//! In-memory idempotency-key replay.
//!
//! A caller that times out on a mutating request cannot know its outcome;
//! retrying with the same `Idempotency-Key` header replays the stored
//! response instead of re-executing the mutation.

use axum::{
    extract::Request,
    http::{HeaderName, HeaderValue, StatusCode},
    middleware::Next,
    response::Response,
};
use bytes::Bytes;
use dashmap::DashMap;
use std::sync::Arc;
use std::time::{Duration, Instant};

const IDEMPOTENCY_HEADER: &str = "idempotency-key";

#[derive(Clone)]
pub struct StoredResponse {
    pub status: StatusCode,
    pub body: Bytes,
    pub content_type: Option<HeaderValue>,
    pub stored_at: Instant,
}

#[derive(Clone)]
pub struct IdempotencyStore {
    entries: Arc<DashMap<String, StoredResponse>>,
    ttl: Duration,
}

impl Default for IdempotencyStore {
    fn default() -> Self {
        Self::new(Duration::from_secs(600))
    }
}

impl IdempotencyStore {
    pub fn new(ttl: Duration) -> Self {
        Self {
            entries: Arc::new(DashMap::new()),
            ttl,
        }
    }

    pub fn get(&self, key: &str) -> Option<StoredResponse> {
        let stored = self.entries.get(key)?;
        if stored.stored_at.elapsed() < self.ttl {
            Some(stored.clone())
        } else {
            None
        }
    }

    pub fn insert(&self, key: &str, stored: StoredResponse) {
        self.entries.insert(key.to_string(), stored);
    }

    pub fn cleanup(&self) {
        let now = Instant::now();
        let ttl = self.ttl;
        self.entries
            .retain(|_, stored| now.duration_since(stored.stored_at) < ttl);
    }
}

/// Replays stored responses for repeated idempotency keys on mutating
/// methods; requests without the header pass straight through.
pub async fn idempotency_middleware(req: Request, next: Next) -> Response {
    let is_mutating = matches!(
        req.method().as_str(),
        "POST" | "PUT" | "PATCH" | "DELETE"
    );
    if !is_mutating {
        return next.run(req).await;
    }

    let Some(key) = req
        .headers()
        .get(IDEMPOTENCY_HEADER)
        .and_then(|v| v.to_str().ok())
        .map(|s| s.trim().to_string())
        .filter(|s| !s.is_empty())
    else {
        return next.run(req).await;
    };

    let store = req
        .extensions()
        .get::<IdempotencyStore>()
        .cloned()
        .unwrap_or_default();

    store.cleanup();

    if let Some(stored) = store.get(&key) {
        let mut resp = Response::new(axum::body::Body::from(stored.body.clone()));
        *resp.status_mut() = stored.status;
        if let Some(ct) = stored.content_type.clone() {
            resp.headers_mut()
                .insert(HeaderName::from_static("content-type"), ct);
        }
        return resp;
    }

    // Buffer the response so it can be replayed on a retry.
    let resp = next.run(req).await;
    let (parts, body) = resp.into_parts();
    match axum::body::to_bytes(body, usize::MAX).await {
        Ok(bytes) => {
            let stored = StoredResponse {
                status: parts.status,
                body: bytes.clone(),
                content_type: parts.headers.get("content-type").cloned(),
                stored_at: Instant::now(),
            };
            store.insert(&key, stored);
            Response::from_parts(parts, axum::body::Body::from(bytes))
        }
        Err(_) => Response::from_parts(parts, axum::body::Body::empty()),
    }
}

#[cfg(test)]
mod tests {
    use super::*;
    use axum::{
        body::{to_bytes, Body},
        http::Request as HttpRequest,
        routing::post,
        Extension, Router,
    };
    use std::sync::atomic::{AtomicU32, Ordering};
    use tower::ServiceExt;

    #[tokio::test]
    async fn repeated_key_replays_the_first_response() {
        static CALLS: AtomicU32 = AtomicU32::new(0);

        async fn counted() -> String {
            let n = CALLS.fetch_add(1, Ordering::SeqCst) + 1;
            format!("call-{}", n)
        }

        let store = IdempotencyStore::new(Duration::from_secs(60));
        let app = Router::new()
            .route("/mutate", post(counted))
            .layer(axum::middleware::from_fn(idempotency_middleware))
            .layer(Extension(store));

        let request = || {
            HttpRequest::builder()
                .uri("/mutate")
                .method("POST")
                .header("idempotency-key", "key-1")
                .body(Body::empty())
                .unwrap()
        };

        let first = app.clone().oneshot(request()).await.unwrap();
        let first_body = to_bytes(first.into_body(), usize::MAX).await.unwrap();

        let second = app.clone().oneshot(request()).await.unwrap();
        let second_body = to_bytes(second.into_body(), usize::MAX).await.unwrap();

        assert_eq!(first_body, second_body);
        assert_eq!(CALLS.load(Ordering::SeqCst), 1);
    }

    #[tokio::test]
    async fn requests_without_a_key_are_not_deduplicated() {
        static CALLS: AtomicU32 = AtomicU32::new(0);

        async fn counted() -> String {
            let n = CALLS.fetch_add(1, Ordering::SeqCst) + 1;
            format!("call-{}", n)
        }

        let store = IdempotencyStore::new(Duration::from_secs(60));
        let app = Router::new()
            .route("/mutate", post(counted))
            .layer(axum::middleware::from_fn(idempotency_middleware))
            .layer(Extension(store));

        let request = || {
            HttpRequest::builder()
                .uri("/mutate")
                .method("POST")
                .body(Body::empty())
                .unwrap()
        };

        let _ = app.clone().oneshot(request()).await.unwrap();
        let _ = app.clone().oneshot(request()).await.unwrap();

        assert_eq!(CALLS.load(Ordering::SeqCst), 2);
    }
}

• [TASK PROMPT] Set down the whole listing exactly.

• [RESPONSE TO THE TASK]
//! In-memory idempotency-key replay.
//!
//! A caller that times out on a mutating request cannot know its outcome;
//! retrying with the same `Idempotency-Key` header replays the stored
//! response instead of re-executing the mutation.

use axum::{
    extract::Request,
    http::{HeaderName, HeaderValue, StatusCode},
    middleware::Next,
    response::Response,
};
use bytes::Bytes;
use dashmap::DashMap;
use std::sync::Arc;
use std::time::{Duration, Instant};

const IDEMPOTENCY_HEADER: &str = "idempotency-key";

#[derive(Clone)]
pub struct StoredResponse {
    pub status: StatusCode,
    pub body: Bytes,
    pub content_type: Option<HeaderValue>,
    pub stored_at: Instant,
}

#[derive(Clone)]
pub struct IdempotencyStore {
    entries: Arc<DashMap<String, StoredResponse>>,
    ttl: Duration,
}

impl Default for IdempotencyStore {
    fn default() -> Self {
        Self::new(Duration::from_secs(600))
    }
}

impl IdempotencyStore {
    pub fn new(ttl: Duration) -> Self {
        Self {
            entries: Arc::new(DashMap::new()),
            ttl,
        }
    }

    pub fn get(&self, key: &str) -> Option<StoredResponse> {
        let stored = self.entries.get(key)?;
        if stored.stored_at.elapsed() < self.ttl {
            Some(stored.clone())
        } else {
            None
        }
    }

    pub fn insert(&self, key: &str, stored: StoredResponse) {
        self.entries.insert(key.to_string(), stored);
    }

    pub fn cleanup(&self) {
        let now = Instant::now();
        let ttl = self.ttl;
        self.entries
            .retain(|_, stored| now.duration_since(stored.stored_at) < ttl);
    }
}

/// Replays stored responses for repeated idempotency keys on mutating
/// methods; requests without the header pass straight through.
pub async fn idempotency_middleware(req: Request, next: Next) -> Response {
    let is_mutating = matches!(
        req.method().as_str(),
        "POST" | "PUT" | "PATCH" | "DELETE"
    );
    if !is_mutating {
        return next.run(req).await;
    }

    let Some(key) = req
        .headers()
        .get(IDEMPOTENCY_HEADER)
        .and_then(|v| v.to_str().ok())
        .map(|s| s.trim().to_string())
        .filter(|s| !s.is_empty())
    else {
        return next.run(req).await;
    };

    let store = req
        .extensions()
        .get::<IdempotencyStore>()
        .cloned()
        .unwrap_or_default();

    store.cleanup();

    if let Some(stored) = store.get(&key) {
        let mut resp = Response::new(axum::body::Body::from(stored.body.clone()));
        *resp.status_mut() = stored.status;
        if let Some(ct) = stored.content_type.clone() {
            resp.headers_mut()
                .insert(HeaderName::from_static("content-type"), ct);
        }
        return resp;
    }

    // Buffer the response so it can be replayed on a retry.
    let resp = next.run(req).await;
    let (parts, body) = resp.into_parts();
    match axum::body::to_bytes(body, usize::MAX).await {
        Ok(bytes) => {
            let stored = StoredResponse {
                status: parts.status,
                body: bytes.clone(),
                content_type: parts.headers.get("content-type").cloned(),
                stored_at: Instant::now(),
            };
            store.insert(&key, stored);
            Response::from_parts(parts, axum::body::Body::from(bytes))
        }
        Err(_) => Response::from_parts(parts, axum::body::Body::empty()),
    }
}

#[cfg(test)]
mod tests {
    use super::*;
    use axum::{
        body::{to_bytes, Body},
        http::Request as HttpRequest,
        routing::post,
        Extension, Router,
    };
    use std::sync::atomic::{AtomicU32, Ordering};
    use tower::ServiceExt;

    #[tokio::test]
    async fn repeated_key_replays_the_first_response() {
        static CALLS: AtomicU32 = AtomicU32::new(0);

        async fn counted() -> String {
            let n = CALLS.fetch_add(1, Ordering::SeqCst) + 1;
            format!("call-{}", n)
        }

        let store = IdempotencyStore::new(Duration::from_secs(60));
        let app = Router::new()
            .route("/mutate", post(counted))
            .layer(axum::middleware::from_fn(idempotency_middleware))
            .layer(Extension(store));

        let request = || {
            HttpRequest::builder()
                .uri("/mutate")
                .method("POST")
                .header("idempotency-key", "key-1")
                .body(Body::empty())
                .unwrap()
        };

        let first = app.clone().oneshot(request()).await.unwrap();
        let first_body = to_bytes(first.into_body(), usize::MAX).await.unwrap();

        let second = app.clone().oneshot(request()).await.unwrap();
        let second_body = to_bytes(second.into_body(), usize::MAX).await.unwrap();

        assert_eq!(first_body, second_body);
        assert_eq!(CALLS.load(Ordering::SeqCst), 1);
    }

    #[tokio::test]
    async fn requests_without_a_key_are_not_deduplicated() {
        static CALLS: AtomicU32 = AtomicU32::new(0);

        async fn counted() -> String {
            let n = CALLS.fetch_add(1, Ordering::SeqCst) + 1;
            format!("call-{}", n)
        }

        let store = IdempotencyStore::new(Duration::from_secs(60));
        let app = Router::new()
            .route("/mutate", post(counted))
            .layer(axum::middleware::from_fn(idempotency_middleware))
            .layer(Extension(store));

        let request = || {
            HttpRequest::builder()
                .uri("/mutate")
                .method("POST")
                .body(Body::empty())
                .unwrap()
        };

        let _ = app.clone().oneshot(request()).await.unwrap();
        let _ = app.clone().oneshot(request()).await.unwrap();

        assert_eq!(CALLS.load(Ordering::SeqCst), 2);
    }
}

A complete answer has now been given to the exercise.